Task to complete -
Reproduce exactly the lines that run from the start of the records below to the line with "use chrono::Utc;", inclusive.

Material shown -

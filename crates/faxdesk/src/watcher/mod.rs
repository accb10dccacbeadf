//! Folder watcher: polls the watch folder and feeds ready files to intake.
//!
//! A single background thread runs a current-thread tokio runtime with an
//! interval timer. Ticks are strictly serialized; a manual scan only runs
//! while the loop is stopped. Stop is cooperative and waits a bounded time
//! for the tick in flight.

pub mod scanner;
pub mod stability;
pub mod state;

use std::path::{Path, PathBuf};
use std::sync::atomic::{AtomicBool, Ordering};
use std::sync::{Arc, Mutex, MutexGuard, PoisonError};
use std::thread::JoinHandle;
use std::time::Duration;

use chrono::Utc;
use crossbeam_channel::RecvTimeoutError;
use serde::Serialize;
use tokio::sync::{broadcast, Notify};

use crate::error::WatcherError;
use crate::fax::FaxRecord;
use crate::intake::{IntakeOutcome, IntakeProcessor};
use crate::storage::FileStorage;

pub use stability::{FileProbe, FsProbe};
pub use state::{ErrorLog, WatcherState, WatcherStatus};

const EVENT_CAPACITY: usize = 64;

/// `tokio::time::interval` panics on a zero period.
const MIN_SCAN_INTERVAL: Duration = Duration::from_millis(1);

/// Emitted for every file a tick handles.
#[derive(Debug, Clone, Serialize)]
#[serde(tag = "type", rename_all = "snake_case")]
pub enum WatcherEvent {
    Processed { record: FaxRecord },
    Duplicate { filename: String, content_hash: String },
    Failed { filename: String, error: String },
}

/// Counts for one scan.
#[derive(Debug, Clone, Default, PartialEq, Eq, Serialize)]
pub struct ScanReport {
    pub found: usize,
    pub processed: usize,
    pub duplicates: usize,
    pub failed: usize,
}

#[derive(Debug, Clone)]
pub struct WatcherOptions {
    pub watch_folder: PathBuf,
    pub scan_interval: Duration,
    pub stop_timeout: Duration,
}

impl WatcherOptions {
    pub fn new<P: AsRef<Path>>(watch_folder: P) -> Self {
        Self {
            watch_folder: watch_folder.as_ref().to_path_buf(),
            scan_interval: Duration::from_secs(10),
            stop_timeout: Duration::from_secs(5),
        }
    }
}

struct WatcherInner {
    intake: Arc<IntakeProcessor>,
    probe: Arc<dyn FileProbe>,
    storage: FileStorage,
    watch_folder: PathBuf,
    state: Mutex<WatcherState>,
    tick_lock: Mutex<()>,
    events: broadcast::Sender<WatcherEvent>,
}

struct Worker {
    handle: JoinHandle<()>,
    done: crossbeam_channel::Receiver<()>,
    shutdown: Arc<AtomicBool>,
    wake: Arc<Notify>,
}

pub struct FolderWatcher {
    inner: Arc<WatcherInner>,
    scan_interval: Duration,
    stop_timeout: Duration,
    worker: Mutex<Option<Worker>>,
}

impl FolderWatcher {
    pub fn new(
        options: WatcherOptions,
        intake: Arc<IntakeProcessor>,
        probe: Arc<dyn FileProbe>,
    ) -> Self {
        let (events, _) = broadcast::channel(EVENT_CAPACITY);
        Self {
            inner: Arc::new(WatcherInner {
                intake,
                probe,
                storage: FileStorage::new(&options.watch_folder),
                watch_folder: options.watch_folder,
                state: Mutex::new(WatcherState::default()),
                tick_lock: Mutex::new(()),
                events,
            }),
            scan_interval: options.scan_interval.max(MIN_SCAN_INTERVAL),
            stop_timeout: options.stop_timeout,
            worker: Mutex::new(None),
        }
    }

    pub fn watch_folder(&self) -> &Path {
        &self.inner.watch_folder
    }

    pub fn scan_interval(&self) -> Duration {
        self.scan_interval
    }

    pub fn subscribe(&self) -> broadcast::Receiver<WatcherEvent> {
        self.inner.events.subscribe()
    }

    pub fn is_running(&self) -> bool {
        self.inner.state().is_running
    }

    pub fn status(&self) -> WatcherStatus {
        self.inner
            .state()
            .snapshot(self.inner.watch_folder.clone())
    }

    /// Starts the polling loop. Calling it while running does nothing.
    ///
    /// The watch folder is created when missing; if that fails the error is
    /// recorded in the error log and returned.
    pub fn start(&self) -> Result<(), WatcherError> {
        let mut worker = self.worker.lock().unwrap_or_else(PoisonError::into_inner);
        if self.is_running() {
            log::warn!("Watcher is already running");
            return Ok(());
        }

        let folder = &self.inner.watch_folder;
        if !folder.exists() {
            if let Err(e) = std::fs::create_dir_all(folder) {
                let message = format!("Failed to create watch folder: {}", e);
                log::error!("{}", message);
                self.inner.state().errors.push(message);
                return Err(WatcherError::CreateFolder {
                    path: folder.clone(),
                    source: e,
                });
            }
            log::info!("Created watch folder: {}", folder.display());
        }

        let shutdown = Arc::new(AtomicBool::new(false));
        let wake = Arc::new(Notify::new());
        let (done_tx, done_rx) = crossbeam_channel::bounded::<()>(1);

        let inner = Arc::clone(&self.inner);
        let thread_shutdown = Arc::clone(&shutdown);
        let thread_wake = Arc::clone(&wake);
        let interval = self.scan_interval;

        self.inner.state().is_running = true;

        let spawned = std::thread::Builder::new()
            .name("fax-watcher".to_string())
            .spawn(move || {
                run_loop(&inner, interval, &thread_shutdown, &thread_wake);
                let _ = done_tx.send(());
            });

        let handle = match spawned {
            Ok(handle) => handle,
            Err(e) => {
                self.inner.state().is_running = false;
                return Err(WatcherError::SpawnFailed(e.to_string()));
            }
        };

        *worker = Some(Worker {
            handle,
            done: done_rx,
            shutdown,
            wake,
        });

        log::info!("Started watching folder: {}", folder.display());
        Ok(())
    }

    /// Signals the loop to stop and waits up to the stop timeout for the
    /// tick in flight. Returns false when the wait timed out. Calling it
    /// while stopped does nothing.
    pub fn stop(&self) -> bool {
        let worker = self
            .worker
            .lock()
            .unwrap_or_else(PoisonError::into_inner)
            .take();

        let Some(worker) = worker else {
            return true;
        };

        worker.shutdown.store(true, Ordering::Release);
        worker.wake.notify_one();

        let finished = match worker.done.recv_timeout(self.stop_timeout) {
            Ok(()) | Err(RecvTimeoutError::Disconnected) => {
                if worker.handle.join().is_err() {
                    log::error!("Watcher thread panicked");
                }
                true
            }
            Err(RecvTimeoutError::Timeout) => {
                log::warn!(
                    "Watcher did not stop within {:?}; leaving the current tick to finish",
                    self.stop_timeout
                );
                false
            }
        };

        self.inner.state().is_running = false;
        log::info!("Stopped folder watcher");
        finished
    }

    /// Runs one scan synchronously when the loop is stopped. While the loop
    /// runs this is a no-op and returns `None`; the next tick covers it.
    pub fn manual_scan(&self) -> Option<ScanReport> {
        if self.is_running() {
            log::debug!("Manual scan skipped: watcher is running");
            return None;
        }
        Some(self.inner.run_tick())
    }
}

impl Drop for FolderWatcher {
    fn drop(&mut self) {
        let worker = self
            .worker
            .get_mut()
            .unwrap_or_else(PoisonError::into_inner)
            .take();
        if let Some(worker) = worker {
            worker.shutdown.store(true, Ordering::Release);
            worker.wake.notify_one();
        }
    }
}

fn run_loop(inner: &WatcherInner, interval: Duration, shutdown: &AtomicBool, wake: &Notify) {
    let rt = match tokio::runtime::Builder::new_current_thread()
        .enable_all()
        .build()
    {
        Ok(rt) => rt,
        Err(e) => {
            let message = format!("Failed to start watcher runtime: {}", e);
            log::error!("{}", message);
            let mut state = inner.state();
            state.errors.push(message);
            state.is_running = false;
            return;
        }
    };

    let mut timer = rt.block_on(async {
        let mut timer = tokio::time::interval(interval);
        timer.set_missed_tick_behavior(tokio::time::MissedTickBehavior::Delay);
        timer
    });

    loop {
        rt.block_on(async {
            tokio::select! {
                _ = timer.tick() => {},
                _ = wake.notified() => {},
            }
        });

        if shutdown.load(Ordering::Acquire) {
            break;
        }

        // Ticks run outside the runtime: intake uses blocking HTTP.
        inner.run_tick();
    }
}

impl WatcherInner {
    fn state(&self) -> MutexGuard<'_, WatcherState> {
        self.state.lock().unwrap_or_else(PoisonError::into_inner)
    }

    fn record_error(&self, message: String) {
        log::error!("{}", message);
        self.state().errors.push(message);
    }

    fn run_tick(&self) -> ScanReport {
        let _tick = self.tick_lock.lock().unwrap_or_else(PoisonError::into_inner);
        let _span = tracing::info_span!("watcher.tick").entered();

        let mut report = ScanReport::default();
        if !self.watch_folder.exists() {
            return report;
        }

        self.state().last_scan_at = Some(Utc::now());

        let candidates = match scanner::list_candidates(&self.watch_folder) {
            Ok(candidates) => candidates,
            Err(e) => {
                self.record_error(format!("Error during folder scan: {}", e));
                return report;
            }
        };

        let ready: Vec<PathBuf> = candidates
            .into_iter()
            .filter(|path| !self.state().processed_files.contains(path))
            .filter(|path| stability::is_ready(self.probe.as_ref(), path))
            .collect();

        report.found = ready.len();
        self.state().files_in_queue = ready.len();

        for path in &ready {
            self.process_one(path, &mut report);
        }

        if report.found > 0 {
            log::info!(
                "Scan finished: {} processed, {} duplicates, {} failed",
                report.processed,
                report.duplicates,
                report.failed
            );
        }
        report
    }

    fn process_one(&self, path: &Path, report: &mut ScanReport) {
        let name = path
            .file_name()
            .map(|n| n.to_string_lossy().into_owned())
            .unwrap_or_default();

        log::info!("Processing new fax: {}", name);
        self.state().currently_processing_file = Some(name.clone());

        let event = match self.intake.process_file(path, &name) {
            Ok(IntakeOutcome::Created(record)) => {
                report.processed += 1;
                self.state().processed_count += 1;
                if let Err(e) = self.storage.move_to_processed(path) {
                    log::warn!("Could not move {} to processed folder: {}", name, e);
                    self.state().processed_files.insert(path.to_path_buf());
                }
                WatcherEvent::Processed { record }
            }
            Ok(IntakeOutcome::Duplicate { content_hash }) => {
                report.duplicates += 1;
                log::info!("Skipped duplicate fax: {}", name);
                let mut state = self.state();
                state.processed_count += 1;
                state.processed_files.insert(path.to_path_buf());
                drop(state);
                WatcherEvent::Duplicate {
                    filename: name.clone(),
                    content_hash,
                }
            }
            Err(e) => {
                report.failed += 1;
                self.record_error(format!("Error processing {}: {}", name, e));
                WatcherEvent::Failed {
                    filename: name.clone(),
                    error: e.to_string(),
                }
            }
        };

        self.state().currently_processing_file = None;
        // No subscribers is fine.
        let _ = self.events.send(event);
    }
}
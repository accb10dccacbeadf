pub mod categorizer;
pub mod config;
pub mod db;
pub mod error;
pub mod fax;
pub mod generation;
pub mod intake;
pub mod processor;
pub mod review;
pub mod settings;
pub mod stats;
pub mod storage;
pub mod urgency;
pub mod watcher;

pub use categorizer::{Categorization, Categorizer};
pub use config::{load_config, resolve_config, ServiceConfig};
pub use db::{Database, DatabaseError, FaxFilter};
pub use error::{
    ConfigError, ExtractError, FaxdeskError, GenerationError, IntakeError, Result, ReviewError,
    StorageError, WatcherError,
};
pub use fax::{FaxCategory, FaxRecord, FaxStatus, FeedbackRecord};
pub use generation::{DisabledGenerator, OllamaGenerator, TextGenerator};
pub use intake::{IntakeOutcome, IntakeProcessor};
pub use processor::{DocumentExtractor, ExtractedText, Extractor};
pub use review::{BatchOutcome, ReviewAction, ReviewOutcome, ReviewRequest, ReviewWorkflow};
pub use settings::{Settings, SettingsStore, SettingsUpdate};
pub use stats::{FaxStats, QueueSummary};
pub use storage::FileStorage;
pub use watcher::{FolderWatcher, ScanReport, WatcherEvent, WatcherOptions, WatcherStatus};
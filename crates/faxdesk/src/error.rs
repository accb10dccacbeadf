use std::path::PathBuf;
use thiserror::Error;

#[derive(Error, Debug)]
pub enum FaxdeskError {
    #[error("Configuration error: {0}")]
    Config(#[from] ConfigError),

    #[error("Intake error: {0}")]
    Intake(#[from] IntakeError),

    #[error("Review error: {0}")]
    Review(#[from] ReviewError),

    #[error("Storage error: {0}")]
    Storage(#[from] StorageError),

    #[error("Watcher error: {0}")]
    Watcher(#[from] WatcherError),

    #[error("Database error: {0}")]
    Database(#[from] crate::db::DatabaseError),
}

#[derive(Error, Debug)]
pub enum ConfigError {
    #[error("Failed to read config file '{path}': {source}")]
    ReadFile {
        path: PathBuf,
        #[source]
        source: std::io::Error,
    },

    #[error("Failed to parse config JSON: {0}")]
    ParseJson(#[from] serde_json::Error),

    #[error("Config validation failed: {message}")]
    Validation { message: String },

    #[error("Schema validation failed: {errors}")]
    SchemaValidation { errors: String },
}

/// Failures of the text extraction collaborator.
#[derive(Error, Debug)]
pub enum ExtractError {
    /// A required external tool (OCR engine, PDF renderer) is missing.
    /// The message is shown to operators verbatim.
    #[error("{tool} is not available: {remediation}")]
    ToolUnavailable { tool: String, remediation: String },

    #[error("Unsupported document format: {0}")]
    UnsupportedFormat(String),

    #[error("Failed to read document '{path}': {source}")]
    ReadDocument {
        path: PathBuf,
        #[source]
        source: std::io::Error,
    },

    #[error("Failed to process PDF: {0}")]
    Pdf(String),

    #[error("Failed to process image: {0}")]
    Image(String),

    #[error("OCR failed: {0}")]
    Ocr(String),
}

impl ExtractError {
    pub fn is_tool_unavailable(&self) -> bool {
        matches!(self, Self::ToolUnavailable { .. })
    }
}

/// Failures of the text generation collaborator.
#[derive(Error, Debug)]
pub enum GenerationError {
    #[error("Cannot reach generation service at {0}")]
    Connection(String),

    #[error("HTTP client error: {0}")]
    Http(String),

    #[error("Generation service returned {status}: {body}")]
    Status { status: u16, body: String },

    #[error("Failed to parse generation response: {0}")]
    Response(String),

    #[error("Text generation is disabled")]
    Disabled,
}

#[derive(Error, Debug)]
pub enum IntakeError {
    #[error("Failed to hash '{path}': {source}")]
    Hash {
        path: PathBuf,
        #[source]
        source: std::io::Error,
    },

    #[error("Extraction failed: {0}")]
    Extraction(#[from] ExtractError),

    #[error("Persistence failed: {0}")]
    Persistence(#[from] crate::db::DatabaseError),

    #[error("Unsupported file type '{0}': expected a PDF or TIFF file")]
    UnsupportedFile(String),
}

#[derive(Error, Debug)]
pub enum ReviewError {
    #[error("Fax {0} not found")]
    NotFound(i64),

    #[error("Validation failed: {0}")]
    Validation(String),

    #[error("Database error: {0}")]
    Database(#[from] crate::db::DatabaseError),
}

#[derive(Error, Debug)]
pub enum StorageError {
    #[error("Failed to create directory '{path}': {source}")]
    CreateDirectory {
        path: PathBuf,
        #[source]
        source: std::io::Error,
    },

    #[error("Failed to move file from '{from}' to '{to}': {source}")]
    MoveFile {
        from: PathBuf,
        to: PathBuf,
        #[source]
        source: std::io::Error,
    },

    #[error("No free file name left for '{0}'")]
    FileExists(PathBuf),
}

#[derive(Error, Debug)]
pub enum WatcherError {
    #[error("Failed to create watch folder '{path}': {source}")]
    CreateFolder {
        path: PathBuf,
        #[source]
        source: std::io::Error,
    },

    #[error("Failed to spawn watcher thread: {0}")]
    SpawnFailed(String),

    #[error("Failed to list watch folder '{path}': {reason}")]
    ScanFailed { path: PathBuf, reason: String },
}

pub type Result<T> = std::result::Result<T, FaxdeskError>;
use crate::card::{Card, Suit};
use crate::error::{Error, Result};
use crate::game::Game;
use std::fmt;

#[derive(Clone, Debug, Hash, PartialEq, Eq)]
pub enum CardPosition {
    Stock,
    Waste,
    Foundation(Suit),
    // pile, card index
    Tableau((usize, usize)),
}

#[derive(Clone, Debug, Hash, PartialEq, Eq)]
pub struct Move {
    pub from: CardPosition,
    pub to: CardPosition,
}

impl Move {
    fn new(from: CardPosition, to: CardPosition) -> Self {
        Self { from, to }
    }

    pub fn pretty_string(&self, game: &Game) -> String {
        let show = |card: Option<&Card>| card.map_or_else(|| " ".to_string(), Card::to_string);
        format!(
            "From: {} - {}\tTo: {} - {}",
            self.from,
            show(game.card_at(&self.from)),
            self.to,
            show(game.card_at(&self.to).or_else(|| game.top_at(&self.to))),
        )
    }
}

impl fmt::Display for CardPosition {
    fn fmt(&self, f: &mut fmt::Formatter) -> fmt::Result {
        match self {
            CardPosition::Stock => write!(f, "stock"),
            CardPosition::Waste => write!(f, "waste"),
            CardPosition::Foundation(suit) => write!(f, "foundation {}", suit),
            CardPosition::Tableau((pile, card)) => write!(f, "tableau {}:{}", pile, card),
        }
    }
}

impl Game {
    /// The card a move would pick up from `position`.
    pub fn card_at(&self, position: &CardPosition) -> Option<&Card> {
        match position {
            CardPosition::Stock => self.stock.cards().next(),
            CardPosition::Waste => self.waste.last(),
            CardPosition::Foundation(suit) => self.foundation.pile(*suit).and_then(<[Card]>::last),
            CardPosition::Tableau((pile, card)) => self.tableau.pile(*pile)?.get(*card),
        }
    }

    /// The card a move would land on at `position`.
    fn top_at(&self, position: &CardPosition) -> Option<&Card> {
        match position {
            CardPosition::Tableau((pile, _)) => self.tableau.pile(*pile)?.last(),
            _ => self.card_at(position),
        }
    }

    fn get_move_from_stock(&self) -> Option<Move> {
        if !self.stock.is_empty() {
            Some(Move::new(CardPosition::Stock, CardPosition::Waste))
        } else if !self.waste.is_empty() {
            // Restock
            Some(Move::new(CardPosition::Waste, CardPosition::Stock))
        } else {
            None
        }
    }

    fn tableau_targets<'a>(
        &'a self,
        card: &'a Card,
        skip: Option<usize>,
    ) -> impl Iterator<Item = CardPosition> + 'a {
        (0..self.tableau.len())
            .filter(move |&pile| Some(pile) != skip)
            .filter(move |&pile| self.tableau.accepts(card, pile).is_ok())
            .map(move |pile| CardPosition::Tableau((pile, self.tableau.piles[pile].len())))
    }

    fn get_moves_from_waste(&self) -> Vec<Move> {
        let mut moves = Vec::new();
        if let Some(card) = self.waste.last() {
            if let Ok(suit) = self.foundation.accepts(card) {
                moves.push(Move::new(CardPosition::Waste, CardPosition::Foundation(suit)));
            }
            moves.extend(
                self.tableau_targets(card, None)
                    .map(|to| Move::new(CardPosition::Waste, to)),
            );
        }
        moves
    }

    fn get_moves_from_tableau(&self, pile: usize) -> Vec<Move> {
        let mut moves = Vec::new();
        let cards = &self.tableau.piles[pile];
        for (index, card) in cards.iter().enumerate().rev() {
            if !card.is_revealed() {
                break;
            }
            let from = CardPosition::Tableau((pile, index));
            if index + 1 == cards.len() {
                if let Ok(suit) = self.foundation.accepts(card) {
                    moves.push(Move::new(from.clone(), CardPosition::Foundation(suit)));
                }
            }
            moves.extend(
                self.tableau_targets(card, Some(pile))
                    .map(|to| Move::new(from.clone(), to)),
            );
        }
        moves
    }

    fn get_moves_from_foundation(&self) -> Vec<Move> {
        let mut moves = Vec::new();
        for (suit, pile) in self.foundation.piles() {
            if let Some(card) = pile.last() {
                moves.extend(
                    self.tableau_targets(card, None)
                        .map(|to| Move::new(CardPosition::Foundation(*suit), to)),
                );
            }
        }
        moves
    }

    /// Every single action the player could legally take right now.
    pub fn valid_moves(&self) -> Vec<Move> {
        let mut valid_moves = Vec::new();
        valid_moves.extend(self.get_move_from_stock());
        valid_moves.extend(self.get_moves_from_waste());
        for pile in 0..self.tableau.len() {
            valid_moves.extend(self.get_moves_from_tableau(pile));
        }
        valid_moves.extend(self.get_moves_from_foundation());
        valid_moves
    }

    /// Performs `mv` through the matching verb, so it scores and undoes
    /// like any other action.
    pub fn apply(&mut self, mv: &Move) -> Result<()> {
        match (&mv.from, &mv.to) {
            (CardPosition::Stock, CardPosition::Waste) | (CardPosition::Waste, CardPosition::Stock) => {
                self.deal()
            }
            (CardPosition::Waste, CardPosition::Foundation(_)) => {
                let card = self
                    .waste
                    .last()
                    .ok_or_else(|| Error::IllegalState("no cards left in the waste pile".into()))?;
                self.foundation.accepts(card)?;
                self.select_waste(None)
            }
            (CardPosition::Waste, CardPosition::Tableau((to, _))) => self.select_waste(Some(&[*to][..])),
            (CardPosition::Tableau((pile, index)), CardPosition::Foundation(_)) => {
                let top = self
                    .tableau
                    .pile(*pile)
                    .and_then(<[Card]>::last)
                    .ok_or_else(|| Error::InvalidIndex(format!("invalid pile number {}", pile)))?;
                if *index + 1 != self.tableau.piles[*pile].len() {
                    return Err(Error::RuleViolation(
                        "only the top tableau card can go to the foundation".into(),
                    ));
                }
                self.foundation.accepts(top)?;
                self.select_tableau(*pile, None, None)
            }
            (CardPosition::Tableau((pile, index)), CardPosition::Tableau((to, _))) => {
                let index = isize::try_from(*index)
                    .map_err(|_| Error::InvalidIndex(format!("invalid card number {}", index)))?;
                self.select_tableau(*pile, Some(index), Some(*to))
            }
            (CardPosition::Foundation(suit), CardPosition::Tableau((to, _))) => {
                self.select_foundation(*suit, &[*to])
            }
            (from, to) => Err(Error::RuleViolation(format!(
                "cards cannot move from {} to {}",
                from, to
            ))),
        }
    }
}

#[cfg(test)]
mod tests {
    use super::*;
    use crate::card::Rank;
    use crate::undo::Undoable;

    fn up(rank: Rank, suit: Suit) -> Card {
        Card::new(rank, suit).revealed()
    }

    fn staged() -> Game {
        let mut game = Game::new();
        for pile in game.tableau.piles.iter_mut() {
            pile.clear();
        }
        game.stock.clear();
        game.tableau.piles[0] = vec![Card::new(Rank::Two, Suit::Clubs), up(Rank::Ace, Suit::Hearts)];
        game.tableau.piles[1] = vec![up(Rank::Nine, Suit::Clubs)];
        game.tableau.piles[2] = vec![up(Rank::Ten, Suit::Hearts), up(Rank::Nine, Suit::Spades)];
        game.waste = vec![up(Rank::Eight, Suit::Diamonds)];
        game
    }

    #[test]
    fn new_game_can_always_deal() {
        let game = Game::new();
        let moves = game.valid_moves();
        assert!(moves.contains(&Move::new(CardPosition::Stock, CardPosition::Waste)));
    }

    #[test]
    fn staged_moves() {
        let game = staged();
        assert_eq!(
            game.valid_moves(),
            vec![
                Move::new(CardPosition::Waste, CardPosition::Stock),
                Move::new(CardPosition::Waste, CardPosition::Tableau((1, 1))),
                Move::new(CardPosition::Waste, CardPosition::Tableau((2, 2))),
                Move::new(
                    CardPosition::Tableau((0, 1)),
                    CardPosition::Foundation(Suit::Hearts)
                ),
            ]
        );
    }

    #[test]
    fn apply_dispatches_to_verbs() {
        let mut game = staged();
        let to_foundation = Move::new(
            CardPosition::Tableau((0, 1)),
            CardPosition::Foundation(Suit::Hearts),
        );
        game.apply(&to_foundation).unwrap();
        assert_eq!(game.score(), 15);
        assert!(game.tableau.piles[0][0].is_revealed());

        game.apply(&Move::new(CardPosition::Waste, CardPosition::Tableau((2, 2))))
            .unwrap();
        assert_eq!(game.score(), 20);
        assert!(game.waste.is_empty());

        let onto_nine = Move::new(
            CardPosition::Foundation(Suit::Hearts),
            CardPosition::Tableau((1, 1)),
        );
        assert!(matches!(game.apply(&onto_nine), Err(Error::NoFit(_))));
        assert_eq!(game.foundation.pile(Suit::Hearts).map(<[Card]>::len), Some(1));

        let onto_two = Move::new(
            CardPosition::Foundation(Suit::Hearts),
            CardPosition::Tableau((0, 1)),
        );
        game.apply(&onto_two).unwrap();
        assert_eq!(game.score(), 5);

        while game.undo_len() > 0 {
            game.undo().unwrap();
        }
        assert_eq!(game.score(), 0);
        assert_eq!(game.waste, vec![up(Rank::Eight, Suit::Diamonds)]);
        assert_eq!(game.tableau.piles[0].len(), 2);
        assert!(!game.tableau.piles[0][0].is_revealed());
        assert_eq!(game.foundation.pile(Suit::Hearts).map(<[Card]>::len), Some(0));
    }

    #[test]
    fn apply_rejects_nonsense() {
        let mut game = staged();
        let mv = Move::new(CardPosition::Waste, CardPosition::Foundation(Suit::Diamonds));
        assert!(matches!(game.apply(&mv), Err(Error::RuleViolation(_))));
        let mv = Move::new(CardPosition::Tableau((2, 0)), CardPosition::Foundation(Suit::Hearts));
        assert!(matches!(game.apply(&mv), Err(Error::RuleViolation(_))));
        let mv = Move::new(CardPosition::Stock, CardPosition::Tableau((0, 0)));
        assert!(matches!(game.apply(&mv), Err(Error::RuleViolation(_))));
        assert_eq!(game.undo_len(), 0);
    }

    #[test]
    fn pretty_string() {
        let game = staged();
        let mv = Move::new(CardPosition::Waste, CardPosition::Tableau((1, 1)));
        assert_eq!(mv.pretty_string(&game), "From: waste - 8♦\tTo: tableau 1:1 - 9♣");
    }
}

Task result -
filename crates/faxdesk/src/watcher/mod.rs
repository accb10dccacbeadf
//! Folder watcher: polls the watch folder and feeds ready files to intake.
//!
//! A single background thread runs a current-thread tokio runtime with an
//! interval timer. Ticks are strictly serialized; a manual scan only runs
//! while the loop is stopped. Stop is cooperative and waits a bounded time
//! for the tick in flight.

pub mod scanner;
pub mod stability;
pub mod state;

use std::path::{Path, PathBuf};
use std::sync::atomic::{AtomicBool, Ordering};
use std::sync::{Arc, Mutex, MutexGuard, PoisonError};
use std::thread::JoinHandle;
use std::time::Duration;

use chrono::Utc;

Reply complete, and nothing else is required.